14 April 2026

The Measurement Gap

We are deploying AI into human-facing interactions at enormous scale, and we have almost no way to measure the human experience of them.


We are pushing AI-mediated interactions into the world at enormous scale: customer support, education, coaching, onboarding, healthcare triage. Hundreds of millions of conversations a day are now conducted between humans and systems that were not there a year ago. This is happening very quickly, and it raises a question that I think deserves more attention than it is getting: how do we know whether these interactions are actually good for the people on the receiving end?

The short answer is that, for the most part, we do not.

We measure what the system did. We count tickets closed, sessions completed, messages sent, and response latency. These numbers are easy to collect and they look convincing on dashboards, but each one quietly encodes a theory about what matters. The theory behind “tickets closed” is that the goal of a support interaction is to close the ticket. The theory behind “sessions completed” is that the goal of a learning experience is to finish it. These are reasonable-sounding proxies, and they are also, in many cases, wrong.

The actual goal is that the human on the other end felt helped, felt understood, and left the interaction more capable or more confident than when they arrived. That goal does not appear on any dashboard I have seen, and I think its absence is a significant blind spot in how we deploy AI today.

The metrics we choose encode our theory of what matters. If that theory is shallow, the AI will optimise for shallowness.

There is a pattern that has been running through companies over the past year or so, and although the specific numbers vary, the shape of it is consistent enough to be worth describing. A team puts AI on the front line of customer support. Within a few months a substantial fraction of tickets are being resolved without a human ever touching them.
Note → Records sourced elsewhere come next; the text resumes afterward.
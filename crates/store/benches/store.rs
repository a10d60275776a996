use criterion::{criterion_group, criterion_main, Criterion};
use store::{backend::memory::MemoryStore, StoreWrite};

fn criterion_benchmark(c: &mut Criterion) {
    c.bench_function("std::HashMap<Vec<u8>, Vec<u8>> insert", |b| {
        let mut map = std::collections::HashMap::new();
        let mut i = 0;
        b.iter(|| {
            map.insert(
                usize::to_be_bytes(i).to_vec(),
                usize::to_be_bytes(i).to_vec(),
            );
            i += 1;
        })
    });
    c.bench_function("MemoryStore set", |b| {
        let mut store = MemoryStore::default();
        let mut i = 0;
        b.iter(|| {
            store
                .set(usize::to_be_bytes(i), usize::to_be_bytes(i))
                .unwrap();
            i += 1;
        })
    });
}

criterion_group!(benches, criterion_benchmark);
criterion_main!(benches);
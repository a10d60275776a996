use store::Store;
use tracing::{debug, warn};
use utils::ChangeNotifier;

use crate::{FileUri, OpenDocument, RecentEntry, Result, SerializedEntry};

/// Capacity and storage key of one recent list instance.
#[derive(Debug, Clone, Copy)]
pub struct RecentListConfig {
    pub key: &'static str,
    pub max_size: usize,
}

impl RecentListConfig {
    /// The compact side panel list: 20 entries under `recentFiles`.
    pub fn recent_files() -> Self {
        Self {
            key: "recentFiles",
            max_size: 20,
        }
    }

    /// The larger list with manual deletion: 50 entries under
    /// `recentlyOpened`.
    pub fn recently_opened() -> Self {
        Self {
            key: "recentlyOpened",
            max_size: 50,
        }
    }
}

/// Ordered most-recently-used list of file entries, front = most recent.
///
/// The whole list is written back to the store after every mutation, and
/// change observers run before the mutating call returns. The manager is
/// the sole writer of its key within one process lifetime.
pub struct RecentList<S: Store> {
    store: S,
    config: RecentListConfig,
    model: Vec<RecentEntry>,
    on_change: ChangeNotifier,
}

impl<S: Store> RecentList<S> {
    /// Loads the stored list. A stored value that is not a sequence of
    /// entries is reset to an empty sequence before use.
    pub fn init(store: S, config: RecentListConfig) -> Result<Self> {
        let mut list = Self {
            store,
            config,
            model: Vec::new(),
            on_change: ChangeNotifier::default(),
        };

        let stored = match list.store.get(config.key)? {
            None => Some(Vec::new()),
            Some(raw) => match serde_json::from_slice::<Vec<SerializedEntry>>(raw.as_ref()) {
                Ok(stored) => Some(stored),
                Err(error) => {
                    warn!(
                        key = config.key,
                        %error,
                        "stored value is not an entry list, resetting"
                    );
                    None
                }
            },
        };

        match stored {
            Some(stored) => {
                list.model = stored.into_iter().map(RecentEntry::from_stored).collect();
            }
            None => list.persist()?,
        }

        Ok(list)
    }

    /// Seeds the list from the documents already open at startup, in the
    /// order the host reports them.
    pub fn seed_open_documents(
        &mut self,
        docs: impl IntoIterator<Item = OpenDocument>,
    ) -> Result<()> {
        for doc in docs {
            self.touch(&doc)?;
        }
        Ok(())
    }

    /// Promotes `doc` to the front of the list, creating the entry if it
    /// is not tracked yet. A re-touch never rebuilds the label.
    pub fn touch(&mut self, doc: &OpenDocument) -> Result<()> {
        match self.model.iter().position(|entry| entry.uri() == &doc.uri) {
            None => self.model.insert(0, RecentEntry::from_document(doc)),
            Some(index) => {
                let entry = self.model.remove(index);
                self.model.insert(0, entry);
            }
        }

        while self.model.len() > self.config.max_size {
            if let Some(evicted) = self.model.pop() {
                debug!(
                    key = self.config.key,
                    uri = evicted.uri().as_str(),
                    "evicted least recently used entry"
                );
            }
        }

        self.persist()?;
        self.on_change.notify();

        Ok(())
    }

    /// Removes the entry with this uri. An unknown uri is a no-op: no
    /// store write, no observer fire.
    pub fn remove(&mut self, uri: &FileUri) -> Result<()> {
        let index = match self.model.iter().position(|entry| entry.uri() == uri) {
            Some(index) => index,
            None => return Ok(()),
        };

        self.model.remove(index);
        self.persist()?;
        self.on_change.notify();

        Ok(())
    }

    /// Current entries, most recent first.
    pub fn entries(&self) -> &[RecentEntry] {
        &self.model
    }

    /// Registers a change observer. Observers run synchronously after
    /// every completed mutation, once the new state is in the store.
    pub fn subscribe(&self, handler: impl Fn() + Sync + Send + 'static) {
        self.on_change.subscribe(handler);
    }

    fn persist(&mut self) -> Result<()> {
        let stored: Vec<SerializedEntry> = self.model.iter().map(RecentEntry::to_stored).collect();
        let bytes = serde_json::to_vec(&stored)?;
        self.store.set(self.config.key, bytes)?;
        Ok(())
    }
}
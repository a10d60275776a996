pub struct PathTools;

impl PathTools {
    pub const DIRECTORY_SEPARATOR_CHAR: char = '/';
    pub const SCHEME_SEPARATOR: &'static str = "://";

    /// Last segment of the path, ignoring trailing separators.
    pub fn basename(path: &str) -> &str {
        let trimmed = path.trim_end_matches(Self::DIRECTORY_SEPARATOR_CHAR);
        match trimmed.rfind(Self::DIRECTORY_SEPARATOR_CHAR) {
            Some(i) => &trimmed[i + 1..],
            None => trimmed,
        }
    }

    /// Strips a leading `<scheme>://` prefix. A separator that appears
    /// after the first path segment is not a scheme and is left alone.
    pub fn strip_scheme(uri: &str) -> &str {
        match uri.find(Self::SCHEME_SEPARATOR) {
            Some(i) if !uri[..i].contains(Self::DIRECTORY_SEPARATOR_CHAR) => {
                &uri[i + Self::SCHEME_SEPARATOR.len()..]
            }
            _ => uri,
        }
    }
}
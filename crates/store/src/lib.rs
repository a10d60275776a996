pub mod backend;

use thiserror::Error;

#[derive(Error, Debug)]
pub enum Error {
    #[error("rocksdb error")]
    RocksdbError(#[from] rocksdb::Error),
}

pub type Result<T> = std::result::Result<T, Error>;

pub trait StoreRead {
    type ValueBytes<'a>: AsRef<[u8]>
    where
        Self: 'a;

    fn get(&self, key: impl AsRef<[u8]>) -> Result<Option<Self::ValueBytes<'_>>>;

    fn has(&self, key: impl AsRef<[u8]>) -> Result<bool>;
}

pub trait StoreWrite {
    fn set(&mut self, key: impl AsRef<[u8]>, value: impl AsRef<[u8]>) -> Result<()>;

    fn delete(&mut self, key: impl AsRef<[u8]>) -> Result<()>;
}

/// Whole-value replacement store. Writers always overwrite the full value
/// under a key, last write wins.
pub trait Store: StoreRead + StoreWrite {}

impl<T: StoreRead + StoreWrite> Store for T {}

#[cfg(test)]
mod tests;
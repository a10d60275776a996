use crate::FileUri;

/// Minimal surface of an editor document handle, as supplied by the
/// document-focus event source: the canonical uri plus the filesystem
/// path the editor reports for it.
#[derive(Debug, Clone)]
pub struct OpenDocument {
    pub uri: FileUri,
    pub file_name: String,
}

impl OpenDocument {
    pub fn new(uri: FileUri, file_name: impl Into<String>) -> Self {
        Self {
            uri,
            file_name: file_name.into(),
        }
    }

    /// For hosts that only report a uri. The label base name then falls
    /// back to the uri path.
    pub fn from_uri(uri: FileUri) -> Self {
        let file_name = uri.path().to_string();
        Self { uri, file_name }
    }
}
//! Bit reader for textual bitstreams.
//!
//! Reads `'0'`/`'1'` symbols, MSB first. Every field (flag, literal byte,
//! offset, length) goes through [`BitReader::read_bits`].

/// Token tag read from the stream.
#[derive(Debug, Clone, Copy, PartialEq, Eq)]
pub enum Flag {
    /// `'0'`: an 8-bit literal follows.
    Literal,
    /// `'1'`: an offset/length pair follows.
    BackReference,
    /// Any other symbol. Consumed without effect.
    Other(u8),
}

/// Bit reader over a slice of ASCII bit symbols.
#[derive(Debug, Clone)]
pub struct BitReader<'a> {
    bits: &'a [u8],
    /// Cursor, in symbols.
    pos: usize,
}

impl<'a> BitReader<'a> {
    /// Create a new bit reader over `bits`.
    pub fn new(bits: &'a [u8]) -> Self {
        Self { bits, pos: 0 }
    }

    /// Whether at least `n` more symbols are available.
    #[inline]
    pub fn has_bits(&self, n: u32) -> bool {
        // n fits in usize on every supported target
        self.remaining() >= n as usize
    }

    /// Read one flag symbol.
    #[inline]
    pub fn read_flag(&mut self) -> Option<Flag> {
        let symbol = *self.bits.get(self.pos)?;
        self.pos += 1;
        Some(match symbol {
            b'0' => Flag::Literal,
            b'1' => Flag::BackReference,
            other => Flag::Other(other),
        })
    }

    /// Read `n` symbols as an unsigned big-endian integer and advance.
    ///
    /// Returns `None` (cursor untouched) when fewer than `n` symbols remain.
    /// Symbols other than `'1'` count as zero. Values that do not fit in
    /// 64 bits saturate at `u64::MAX`.
    #[inline]
    pub fn read_bits(&mut self, n: u32) -> Option<u64> {
        if !self.has_bits(n) {
            return None;
        }
        let end = self.pos + n as usize;
        let value = self.bits[self.pos..end].iter().fold(0u64, |acc, &bit| {
            let bit = u64::from(bit == b'1');
            acc.checked_mul(2)
                .and_then(|v| v.checked_add(bit))
                .unwrap_or(u64::MAX)
        });
        self.pos = end;
        Some(value)
    }

    /// Current cursor position, in symbols.
    pub fn position(&self) -> usize {
        self.pos
    }

    /// Symbols left to read.
    pub fn remaining(&self) -> usize {
        self.bits.len() - self.pos
    }

    /// Check if at end of data.
    pub fn is_eof(&self) -> bool {
        self.pos >= self.bits.len()
    }
}

#[cfg(test)]
mod tests {
    use super::*;

    #[test]
    fn test_read_bits() {
        let mut reader = BitReader::new(b"1011010011001010");

        assert_eq!(reader.read_bits(4), Some(0b1011));
        assert_eq!(reader.read_bits(4), Some(0b0100));
        assert_eq!(reader.read_bits(8), Some(0b11001010));
        assert!(reader.is_eof());
    }

    #[test]
    fn test_read_zero_bits() {
        let mut reader = BitReader::new(b"");
        assert_eq!(reader.read_bits(0), Some(0));
        assert_eq!(reader.position(), 0);
    }

    #[test]
    fn test_short_read_keeps_cursor() {
        let mut reader = BitReader::new(b"101");
        assert_eq!(reader.read_bits(4), None);
        assert_eq!(reader.position(), 0);
        assert_eq!(reader.read_bits(3), Some(0b101));
    }

    #[test]
    fn test_flags() {
        let mut reader = BitReader::new(b"01x");
        assert_eq!(reader.read_flag(), Some(Flag::Literal));
        assert_eq!(reader.read_flag(), Some(Flag::BackReference));
        assert_eq!(reader.read_flag(), Some(Flag::Other(b'x')));
        assert_eq!(reader.read_flag(), None);
        assert_eq!(reader.position(), 3);
    }

    #[test]
    fn test_non_one_symbols_read_as_zero() {
        let mut reader = BitReader::new(b"1x1?");
        assert_eq!(reader.read_bits(4), Some(0b1010));
    }

    #[test]
    fn test_wide_field_saturates() {
        let ones = vec![b'1'; 70];
        let mut reader = BitReader::new(&ones);
        assert_eq!(reader.read_bits(70), Some(u64::MAX));

        let mut bits = vec![b'0'; 6];
        bits.extend_from_slice(&[b'1'; 64]);
        let mut reader = BitReader::new(&bits);
        assert_eq!(reader.read_bits(70), Some(u64::MAX));
    }
}
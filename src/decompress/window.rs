//! Search buffer (sliding window) for the bitstream decoder.
//!
//! The window is a growable arena with a logical front. Appends are O(1)
//! amortized; trimming only moves the front, and the dead prefix is
//! compacted away once it outgrows the live bytes.

/// Dead prefix below this size is never compacted.
const COMPACT_THRESHOLD: usize = 4096;

/// Sliding window holding the most recent output bytes.
#[derive(Debug, Clone)]
pub struct SearchWindow {
    /// Backing storage; live bytes are `buf[start..]`
    buf: Vec<u8>,
    /// Logical front of the window
    start: usize,
    /// Maximum live length after a trim
    capacity: usize,
}

impl SearchWindow {
    /// Create an empty window bounded to `capacity` bytes.
    pub fn new(capacity: usize) -> Self {
        Self {
            buf: Vec::new(),
            start: 0,
            capacity,
        }
    }

    /// Window bound for a given offset field width: `2^offset_bits`,
    /// saturating at `usize::MAX`.
    pub fn size_for(offset_bits: u32) -> usize {
        1usize.checked_shl(offset_bits).unwrap_or(usize::MAX)
    }

    /// Clear the window for reuse, keeping the allocation.
    #[inline]
    pub fn reset(&mut self) {
        self.buf.clear();
        self.start = 0;
    }

    /// Change the bound. Takes effect at the next [`trim`](Self::trim).
    pub fn set_capacity(&mut self, capacity: usize) {
        self.capacity = capacity;
    }

    pub fn capacity(&self) -> usize {
        self.capacity
    }

    /// Number of live bytes.
    #[inline]
    pub fn len(&self) -> usize {
        self.buf.len() - self.start
    }

    pub fn is_empty(&self) -> bool {
        self.len() == 0
    }

    /// Byte at logical index `index` (0 is the oldest live byte).
    #[inline]
    pub fn get(&self, index: usize) -> Option<u8> {
        self.buf.get(self.start.checked_add(index)?).copied()
    }

    /// Append one byte. Does not trim.
    #[inline]
    pub fn push(&mut self, byte: u8) {
        self.buf.push(byte);
    }

    /// Live bytes, oldest first.
    pub fn as_slice(&self) -> &[u8] {
        &self.buf[self.start..]
    }

    /// Drop bytes from the front until at most `capacity` remain.
    #[inline]
    pub fn trim(&mut self) {
        let len = self.len();
        if len <= self.capacity {
            return;
        }
        self.start += len - self.capacity;

        if self.start >= COMPACT_THRESHOLD && self.start > self.len() {
            self.buf.drain(..self.start);
            self.start = 0;
        }
    }

    /// Copy `length` bytes starting `offset` bytes back from the end.
    ///
    /// Returns `None` without touching anything when the reference is
    /// unusable (`offset` beyond the live bytes, or `length == 0`).
    /// Otherwise every copied byte is appended to both the window and
    /// `out` as it is produced, so the copy may run into bytes it has just
    /// written. The source index is checked against the current length on
    /// every step and the copy stops early once it reaches the end; with
    /// `offset == 0` nothing is copied. Returns the number of bytes copied.
    ///
    /// The window is not trimmed here.
    pub fn copy_match(&mut self, offset: u64, length: u64, out: &mut Vec<u8>) -> Option<u64> {
        let len = self.len();
        if length == 0 || offset > len as u64 {
            return None;
        }

        let src_start = len - offset as usize;
        let mut copied = 0u64;
        while copied < length {
            let Some(byte) = usize::try_from(copied)
                .ok()
                .and_then(|i| src_start.checked_add(i))
                .filter(|&src| src < self.len())
                .and_then(|src| self.get(src))
            else {
                break;
            };
            self.push(byte);
            out.push(byte);
            copied += 1;
        }

        Some(copied)
    }
}
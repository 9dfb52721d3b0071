//! Error types for loading, configuring and decoding bitstreams.
//!
//! Decoding itself only fails on truncation, reported as
//! [`DecodeError`](crate::DecodeError). [`Error`] wraps that together with
//! everything that can go wrong around it.
//!
//! ## Error Categories
//!
//! | Category | Errors | Description |
//! |----------|--------|-------------|
//! | Input | [`InvalidSymbol`] | Bitstream text contains something other than bits and whitespace |
//! | Decoding | [`Decode`] | Stream truncated inside a token |
//! | Configuration | [`Config`] | Sweep configuration could not be read |
//! | I/O | [`Io`] | Read errors |
//!
//! [`InvalidSymbol`]: Error::InvalidSymbol
//! [`Decode`]: Error::Decode
//! [`Config`]: Error::Config
//! [`Io`]: Error::Io

use thiserror::Error;

use crate::decompress::DecodeError;

/// Error type for bitstream operations.
#[derive(Debug, Error)]
pub enum Error {
    /// Bitstream text contains a symbol that is neither a bit nor whitespace.
    #[error("invalid bitstream symbol {symbol:?} at index {index}")]
    InvalidSymbol { symbol: char, index: usize },

    /// Decoding stopped early.
    #[error(transparent)]
    Decode(#[from] DecodeError),

    /// Sweep configuration is malformed.
    #[error("invalid configuration: {0}")]
    Config(String),

    /// An I/O error occurred.
    #[error("I/O error: {0}")]
    Io(#[from] std::io::Error),
}

impl From<toml::de::Error> for Error {
    fn from(e: toml::de::Error) -> Self {
        Self::Config(e.to_string())
    }
}

pub type Result<T> = std::result::Result<T, Error>;

#[cfg(test)]
mod tests {
    use super::*;

    #[test]
    fn test_decode_error_is_transparent() {
        let err: Error = DecodeError::IncompleteLiteral { position: 10 }.into();
        assert_eq!(err.to_string(), "incomplete literal at position 10");
    }

    #[test]
    fn test_io_error_source() {
        use std::error::Error as _;

        let err: Error = std::io::Error::new(std::io::ErrorKind::NotFound, "missing").into();
        assert!(err.to_string().starts_with("I/O error"));
        assert!(err.source().is_some());
    }
}
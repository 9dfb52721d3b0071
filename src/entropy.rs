//! Shannon entropy scoring.

/// Shannon entropy of `data` in bits per symbol: `H = -Σ p·log2(p)`.
///
/// Symbols are bytes. Returns `0.0` for empty input.
pub fn shannon_entropy(data: &[u8]) -> f64 {
    if data.is_empty() {
        return 0.0;
    }

    let mut counts = [0usize; 256];
    for &byte in data {
        counts[byte as usize] += 1;
    }

    let total = data.len() as f64;
    counts
        .iter()
        .filter(|&&count| count > 0)
        .map(|&count| {
            let p = count as f64 / total;
            -p * p.log2()
        })
        .sum()
}

#[cfg(test)]
mod tests {
    use super::*;

    const EPSILON: f64 = 1e-12;

    #[test]
    fn test_empty() {
        assert_eq!(shannon_entropy(b""), 0.0);
    }

    #[test]
    fn test_single_symbol() {
        assert!(shannon_entropy(b"aaaa").abs() < EPSILON);
    }

    #[test]
    fn test_uniform_symbols() {
        assert!((shannon_entropy(b"ab") - 1.0).abs() < EPSILON);
        assert!((shannon_entropy(b"abcd") - 2.0).abs() < EPSILON);
        assert!((shannon_entropy(b"0123456789abcdef") - 4.0).abs() < EPSILON);
    }

    #[test]
    fn test_skewed_symbols() {
        // p = 3/4, 1/4
        let expected = -(0.75f64 * 0.75f64.log2() + 0.25 * 0.25f64.log2());
        assert!((shannon_entropy(b"aaab") - expected).abs() < EPSILON);
    }

    #[test]
    fn test_order_independent() {
        assert_eq!(shannon_entropy(b"abcabd"), shannon_entropy(b"dbacba"));
    }
}
#![no_main]
use libfuzzer_sys::fuzz_target;
use bitlz::decode;

fuzz_target!(|data: &[u8]| {
    if data.len() < 2 {
        return;
    }

    // Widths capped so back-reference lengths stay bounded
    let offset_bits = u32::from(data[0] % 24);
    let length_bits = u32::from(data[1] % 12);

    let bits = &data[2..];
    let decoded = decode(bits, offset_bits, length_bits);

    assert!(decoded.output.iter().all(|b| (32..=126).contains(b)));
    if let Some(e) = decoded.error {
        assert!(e.position() <= bits.len());
    }
});
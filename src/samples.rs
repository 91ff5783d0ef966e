//! Recorded TriPeaks deals, useful for benchmarking and for trying the solver out.

use crate::board::{Board, Deck, Pyramid};
use crate::card::parse_ranks;

use anyhow::{Context, Result, bail};

struct Sample {
    // Ranks in `TRIPEAKS_POSITIONS` order: peaks first, base last.
    pyramid: &'static str,
    deck: &'static str,
}

const SAMPLES: [Sample; 6] = [
    Sample {
        pyramid: "7 2 7  5 7 2 J 4 Q  J 3 Q 3 9 4 6 K 9  A 10 9 6 5 2 3 8 J A",
        deck: "J 2 K K 8 10 Q 6 3 6 8 10 K 5 8 Q 9 10 4 5 A 7 A 4",
    },
    Sample {
        pyramid: "10 8 7  5 4 6 8 Q 7  J A 10 A 4 9 3 A 7  3 J 6 2 3 9 K K 8 9",
        deck: "5 J K 2 K Q 5 4 7 10 6 6 4 2 J 5 Q 8 Q 2 9 10 3 A",
    },
    Sample {
        pyramid: "2 9 6  K 10 10 10 A 7  7 5 7 4 A 8 8 2 9  J K 5 Q 8 6 10 A 9 Q",
        deck: "2 J 7 5 6 6 3 9 K 3 4 Q 5 4 J 8 3 J 3 2 A K 4 Q",
    },
    Sample {
        pyramid: "6 6 8  A J 5 Q 4 9  8 Q 2 9 J 5 8 Q 9  3 2 6 5 J 4 6 K 7 Q",
        deck: "4 K K 7 2 7 3 10 10 7 8 9 5 3 2 J 10 K A 4 10 A 3 A",
    },
    Sample {
        pyramid: "8 8 5  A 10 A 8 2 5  3 Q 9 9 A Q 3 J 10  7 5 9 2 4 9 J K 2 8",
        deck: "4 3 J J 6 3 5 6 Q 7 Q 10 K 6 2 4 10 A 4 6 K 7 K 7",
    },
    Sample {
        pyramid: "K 7 J  6 6 5 2 8 A  2 K 10 2 3 Q 8 10 4  8 6 5 9 Q 4 4 9 6 K",
        deck: "10 2 10 4 7 J 7 7 A 9 9 K J 8 Q 5 Q 3 J A 3 A 5 3",
    },
];

pub fn count() -> usize {
    SAMPLES.len()
}

/// Returns the deal numbered `number`, counting from 1.
pub fn sample(number: usize) -> Result<Board> {
    let Some(sample) = number.checked_sub(1).and_then(|i| SAMPLES.get(i)) else {
        bail!("No sample deal {number}; choose 1 to {}", SAMPLES.len());
    };
    let ranks = parse_ranks(sample.pyramid).context("Invalid sample pyramid")?;
    let pyramid = Pyramid::tripeaks(&ranks)?;
    let deck = Deck::parse(sample.deck)?;
    Ok(Board::new(pyramid, deck))
}

#[cfg(test)]
mod tests {
    use super::*;
    use crate::board::{Position, TRIPEAKS_SIZE};
    use crate::card::Rank;

    #[test]
    fn test_samples() {
        for number in 1..=count() {
            let board = sample(number).unwrap();
            assert_eq!(board.pyramid.len(), TRIPEAKS_SIZE);
            assert_eq!(board.deck.len(), 24);
            assert!(board.validate().is_ok());

            // A full 52-card pack: four of each rank.
            let mut counts = [0; 13];
            for (_, rank) in board.pyramid.iter() {
                counts[rank.id() as usize] += 1;
            }
            for rank in board.deck.as_slice() {
                counts[rank.id() as usize] += 1;
            }
            assert_eq!(counts, [4; 13], "sample {number}");
        }
    }

    #[test]
    fn test_sample_layout() {
        let board = sample(6).unwrap();
        let rank = |row, col| board.pyramid.get(Position::new(row, col)).unwrap();
        assert_eq!(rank(3, 0), Rank::KING);
        assert_eq!(rank(2, 7), Rank::ACE);
        assert_eq!(rank(0, 9), Rank::KING);
        assert_eq!(board.deck.as_slice()[0].label(), "10");
    }

    #[test]
    fn test_missing_sample() {
        assert!(sample(0).is_err());
        let err = sample(7).unwrap_err();
        assert_eq!(err.to_string(), "No sample deal 7; choose 1 to 6");
    }
}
Response times collapse, support costs fall, and leadership is, understandably, pleased with the results. Some quarters later the renewal numbers come in slightly softer than expected, and nobody can quite point to why.

What is happening, I think, is that a great many of the messages that look like questions are not really questions. They are frustration dressed up as a question, or confusion dressed up as a question, or quiet erosion of confidence in the product dressed up as a question. A reasonably attentive human representative picks up on that — the second follow-up in a week, the slightly terse phrasing, the third feature in a row the customer cannot quite find. They shift register. They ask what is actually going on. Sometimes they escalate the account to someone who can do something about it.

The AI, on the whole, does not. It answers the literal question and moves on. The customer’s problem, narrowly defined, has been solved. The customer, more broadly considered, has not. They feel about as unheard as they did before they sent the message, and possibly more so now that the reply has arrived in twelve seconds and reads like it was assembled somewhere else.

The obvious response is to route the hard cases to a human, and most teams do exactly that. But the consequence is that the human team is now handling nothing but hard cases. The routine ticket that used to break up the day, the quick resolution that let someone feel competent before lunch, the easy interaction that reminded them they were good at this work — those are largely gone. What is left is permanent hard mode. The way I have heard the shift described, in one form or another by several people in different companies, is something like this:

“I used to help people. Now I clean up messes.”

The people on those teams who have the most options elsewhere tend to be the first to use them. Morale and turnover do not show up on the same dashboard as resolution rate, and usually not in the same quarter, which means by the time the loss is visible it has already happened.

I recognise this pattern because I have seen a version of it in my own field. I spent eight years building adaptive learning systems, and one of the most important things I learned in that time was that completion and retention are almost unrelated; a student can finish every module in a course and remember very little of it a month later. The metric that clients cared about (completion rate) and the outcome that actually mattered (durable learning) were measuring different things, and optimising for one did not reliably improve the other.

The same disconnect appears wherever AI mediates a human experience. Engagement metrics for a learning platform do not tell you whether anyone actually learned anything. Completion rates for an onboarding flow do not tell you whether the new hire feels oriented or overwhelmed. Session duration for a coaching conversation does not tell you whether the person left with clarity or confusion. In each case, the metric captures the system’s activity while the human’s experience goes unrecorded.

What concerns me is that AI is extremely good at optimising for whatever metric you give it, which means the gap between what the dashboard shows and what the human actually felt can widen quickly, quietly, and at enormous scale.

We are deploying AI into human-facing interactions at a pace that far outstrips our ability to understand what those interactions actually feel like from the human side.

I do not think this is an intractable problem. It is, however, one that the industry has not yet taken seriously enough. We spend a great deal of energy on capability benchmarks, accuracy, hallucination rates, and cost per token, and comparatively little on the question of whether the people on the receiving end of all this capability are actually better off for the experience.

That question is worth working on. It will require new approaches to sensing what is really happening in AI-mediated interactions, and new ways of thinking about what “success” means when the human experience is the thing that matters most. I believe the tools and methods to do this are within reach, and I intend to write more about what that might look like in practice.